── Given records ──

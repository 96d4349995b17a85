use va_domain::capability::LlmCapabilities;
use va_domain::error::Result;
use va_domain::stream::{BoxStream, StreamEvent};
use va_domain::tool::{Message, ToolDefinition};

/// A provider-agnostic streaming chat request.
///
/// Mirrors the Adapter's uniform interface: messages, the tool enumeration,
/// a separate `system` field (providers that want it inline fold it into
/// the first message themselves), and a response length cap.
#[derive(Debug, Clone, Default)]
pub struct ChatRequest {
    pub messages: Vec<Message>,
    pub tools: Vec<ToolDefinition>,
    pub system: Option<String>,
    pub max_output_tokens: Option<u32>,
    /// Model identifier override. `None` uses the provider's configured default.
    pub model: Option<String>,
}

/// Trait every LLM adapter implements. Streaming-only: the Agent Loop never
/// needs a non-streaming round trip, and a provider-agnostic caller must
/// never branch on which adapter it holds.
#[async_trait::async_trait]
pub trait LlmProvider: Send + Sync {
    async fn chat_stream(
        &self,
        req: &ChatRequest,
    ) -> Result<BoxStream<'static, Result<StreamEvent>>>;

    fn capabilities(&self) -> &LlmCapabilities;

    fn provider_id(&self) -> &str;
}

───

* What this task involves *
Show a copy of each line from the data that includes the word "String".

* Output below *
    pub system: Option<String>,
    pub model: Option<String>,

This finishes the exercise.